▸ TASK STATEMENT
Check each line of the entries below for the word "claude", and copy out the ones that have it.

[Start of Attachment]

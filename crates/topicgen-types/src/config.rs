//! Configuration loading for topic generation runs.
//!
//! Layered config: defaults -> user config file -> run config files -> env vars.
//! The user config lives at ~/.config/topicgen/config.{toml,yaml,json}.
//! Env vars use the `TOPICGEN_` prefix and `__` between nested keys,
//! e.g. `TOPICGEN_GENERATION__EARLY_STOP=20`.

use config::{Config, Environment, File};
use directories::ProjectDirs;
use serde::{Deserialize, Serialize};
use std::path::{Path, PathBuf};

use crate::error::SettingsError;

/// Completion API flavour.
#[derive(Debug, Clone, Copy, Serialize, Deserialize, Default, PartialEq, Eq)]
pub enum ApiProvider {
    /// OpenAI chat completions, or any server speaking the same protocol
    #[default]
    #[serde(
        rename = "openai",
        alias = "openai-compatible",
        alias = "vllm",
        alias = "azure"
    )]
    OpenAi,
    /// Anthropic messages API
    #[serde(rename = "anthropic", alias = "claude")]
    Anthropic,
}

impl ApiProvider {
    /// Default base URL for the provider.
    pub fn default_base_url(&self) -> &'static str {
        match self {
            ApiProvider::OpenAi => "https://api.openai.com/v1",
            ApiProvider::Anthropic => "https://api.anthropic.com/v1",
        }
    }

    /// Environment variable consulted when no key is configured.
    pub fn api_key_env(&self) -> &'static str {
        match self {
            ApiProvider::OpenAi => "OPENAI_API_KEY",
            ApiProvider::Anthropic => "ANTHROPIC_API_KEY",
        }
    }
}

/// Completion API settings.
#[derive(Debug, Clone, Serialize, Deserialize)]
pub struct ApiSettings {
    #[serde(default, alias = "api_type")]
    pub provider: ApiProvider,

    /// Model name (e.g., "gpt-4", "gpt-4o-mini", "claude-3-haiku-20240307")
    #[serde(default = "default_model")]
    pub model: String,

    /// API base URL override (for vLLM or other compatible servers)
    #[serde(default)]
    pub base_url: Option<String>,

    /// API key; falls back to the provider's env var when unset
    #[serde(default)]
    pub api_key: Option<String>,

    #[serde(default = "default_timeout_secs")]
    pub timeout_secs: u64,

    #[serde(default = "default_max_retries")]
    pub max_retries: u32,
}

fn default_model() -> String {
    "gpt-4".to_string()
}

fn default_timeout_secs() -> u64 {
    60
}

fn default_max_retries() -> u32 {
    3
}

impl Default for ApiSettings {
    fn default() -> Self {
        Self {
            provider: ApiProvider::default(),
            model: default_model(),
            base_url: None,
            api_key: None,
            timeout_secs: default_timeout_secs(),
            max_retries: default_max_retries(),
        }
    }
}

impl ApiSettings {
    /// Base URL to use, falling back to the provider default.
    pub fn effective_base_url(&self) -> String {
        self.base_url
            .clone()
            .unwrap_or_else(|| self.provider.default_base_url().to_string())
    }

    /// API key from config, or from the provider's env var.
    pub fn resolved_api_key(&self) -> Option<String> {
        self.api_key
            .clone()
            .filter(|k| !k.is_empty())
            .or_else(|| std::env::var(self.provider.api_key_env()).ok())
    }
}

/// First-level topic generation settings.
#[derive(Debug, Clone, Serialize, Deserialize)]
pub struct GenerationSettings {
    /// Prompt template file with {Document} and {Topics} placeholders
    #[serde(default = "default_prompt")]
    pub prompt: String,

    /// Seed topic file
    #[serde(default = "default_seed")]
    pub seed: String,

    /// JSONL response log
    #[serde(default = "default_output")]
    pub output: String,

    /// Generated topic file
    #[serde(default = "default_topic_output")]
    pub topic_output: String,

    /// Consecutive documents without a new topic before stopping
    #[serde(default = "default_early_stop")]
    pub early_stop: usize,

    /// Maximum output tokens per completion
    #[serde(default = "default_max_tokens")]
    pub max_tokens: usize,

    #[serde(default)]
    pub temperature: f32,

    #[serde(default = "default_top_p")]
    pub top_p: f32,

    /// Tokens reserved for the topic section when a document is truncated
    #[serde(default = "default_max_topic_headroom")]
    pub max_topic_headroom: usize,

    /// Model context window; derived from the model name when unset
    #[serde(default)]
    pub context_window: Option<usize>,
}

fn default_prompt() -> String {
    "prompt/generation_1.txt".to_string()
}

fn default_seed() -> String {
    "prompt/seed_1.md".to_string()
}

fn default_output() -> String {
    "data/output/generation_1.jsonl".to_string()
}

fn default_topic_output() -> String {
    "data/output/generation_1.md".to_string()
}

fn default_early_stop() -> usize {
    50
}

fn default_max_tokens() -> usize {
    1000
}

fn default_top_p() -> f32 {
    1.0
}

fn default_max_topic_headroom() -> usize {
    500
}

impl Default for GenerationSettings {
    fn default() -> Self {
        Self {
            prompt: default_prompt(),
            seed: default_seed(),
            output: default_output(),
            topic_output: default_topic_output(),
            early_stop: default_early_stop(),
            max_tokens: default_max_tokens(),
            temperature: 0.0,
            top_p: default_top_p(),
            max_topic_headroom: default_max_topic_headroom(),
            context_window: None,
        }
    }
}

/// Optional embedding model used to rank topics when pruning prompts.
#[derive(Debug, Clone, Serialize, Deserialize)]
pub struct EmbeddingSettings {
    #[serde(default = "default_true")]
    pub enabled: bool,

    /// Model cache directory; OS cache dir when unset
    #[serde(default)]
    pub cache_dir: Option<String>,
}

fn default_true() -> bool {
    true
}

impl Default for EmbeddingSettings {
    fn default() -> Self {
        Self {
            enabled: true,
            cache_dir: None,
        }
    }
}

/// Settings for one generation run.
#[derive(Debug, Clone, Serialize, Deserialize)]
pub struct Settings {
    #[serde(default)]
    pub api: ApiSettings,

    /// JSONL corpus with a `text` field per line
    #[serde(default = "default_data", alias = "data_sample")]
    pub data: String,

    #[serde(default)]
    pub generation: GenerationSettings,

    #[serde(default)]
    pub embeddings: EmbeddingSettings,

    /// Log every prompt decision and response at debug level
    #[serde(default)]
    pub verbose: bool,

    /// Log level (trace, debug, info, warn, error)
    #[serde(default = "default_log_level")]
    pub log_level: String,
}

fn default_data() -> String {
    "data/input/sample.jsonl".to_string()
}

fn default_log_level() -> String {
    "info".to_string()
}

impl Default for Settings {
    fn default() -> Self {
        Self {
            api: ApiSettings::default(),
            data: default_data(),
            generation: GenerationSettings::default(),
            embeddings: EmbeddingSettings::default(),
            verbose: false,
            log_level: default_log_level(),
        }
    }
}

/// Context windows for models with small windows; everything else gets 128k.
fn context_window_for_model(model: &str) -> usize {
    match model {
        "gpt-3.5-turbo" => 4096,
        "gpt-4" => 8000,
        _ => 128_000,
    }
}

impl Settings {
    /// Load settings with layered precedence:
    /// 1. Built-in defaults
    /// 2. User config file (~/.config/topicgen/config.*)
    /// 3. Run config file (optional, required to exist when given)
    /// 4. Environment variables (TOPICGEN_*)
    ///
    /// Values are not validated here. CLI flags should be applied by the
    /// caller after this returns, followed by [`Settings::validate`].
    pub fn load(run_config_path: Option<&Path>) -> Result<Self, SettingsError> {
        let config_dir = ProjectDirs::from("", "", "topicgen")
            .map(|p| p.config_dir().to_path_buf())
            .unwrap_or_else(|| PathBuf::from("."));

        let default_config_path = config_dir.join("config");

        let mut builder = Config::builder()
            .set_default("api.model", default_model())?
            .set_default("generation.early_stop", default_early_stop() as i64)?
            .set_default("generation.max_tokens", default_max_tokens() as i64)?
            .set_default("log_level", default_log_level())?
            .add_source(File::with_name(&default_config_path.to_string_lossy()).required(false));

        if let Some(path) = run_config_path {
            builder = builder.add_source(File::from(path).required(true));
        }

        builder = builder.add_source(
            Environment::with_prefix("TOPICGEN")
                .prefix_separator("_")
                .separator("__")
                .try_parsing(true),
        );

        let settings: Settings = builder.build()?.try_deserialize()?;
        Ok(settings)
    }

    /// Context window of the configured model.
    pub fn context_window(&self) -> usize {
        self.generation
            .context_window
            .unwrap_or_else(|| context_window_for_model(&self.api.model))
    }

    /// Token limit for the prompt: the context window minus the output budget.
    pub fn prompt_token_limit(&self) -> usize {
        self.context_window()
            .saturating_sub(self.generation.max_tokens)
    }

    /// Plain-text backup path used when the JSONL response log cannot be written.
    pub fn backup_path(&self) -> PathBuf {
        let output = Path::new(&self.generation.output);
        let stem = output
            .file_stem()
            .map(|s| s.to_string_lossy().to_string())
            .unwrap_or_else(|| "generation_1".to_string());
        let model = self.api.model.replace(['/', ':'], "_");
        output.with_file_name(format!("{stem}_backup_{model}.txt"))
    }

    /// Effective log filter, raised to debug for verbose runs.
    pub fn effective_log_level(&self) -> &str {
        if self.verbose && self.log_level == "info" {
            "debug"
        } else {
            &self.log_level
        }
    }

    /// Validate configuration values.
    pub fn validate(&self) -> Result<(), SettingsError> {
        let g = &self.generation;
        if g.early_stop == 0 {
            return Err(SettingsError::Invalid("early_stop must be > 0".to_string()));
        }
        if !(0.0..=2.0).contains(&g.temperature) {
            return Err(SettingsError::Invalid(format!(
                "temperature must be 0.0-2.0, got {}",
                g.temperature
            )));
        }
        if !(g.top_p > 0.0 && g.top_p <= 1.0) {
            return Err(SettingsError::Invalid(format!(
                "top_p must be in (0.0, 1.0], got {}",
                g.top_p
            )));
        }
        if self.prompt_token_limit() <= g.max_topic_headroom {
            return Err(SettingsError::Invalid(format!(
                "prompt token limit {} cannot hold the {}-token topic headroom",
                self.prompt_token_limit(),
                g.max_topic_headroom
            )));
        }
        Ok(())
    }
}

[End of Attachment]

▸ SOLUTION TO THIS PROBLEM
    #[serde(rename = "anthropic", alias = "claude")]
    /// Model name (e.g., "gpt-4", "gpt-4o-mini", "claude-3-haiku-20240307")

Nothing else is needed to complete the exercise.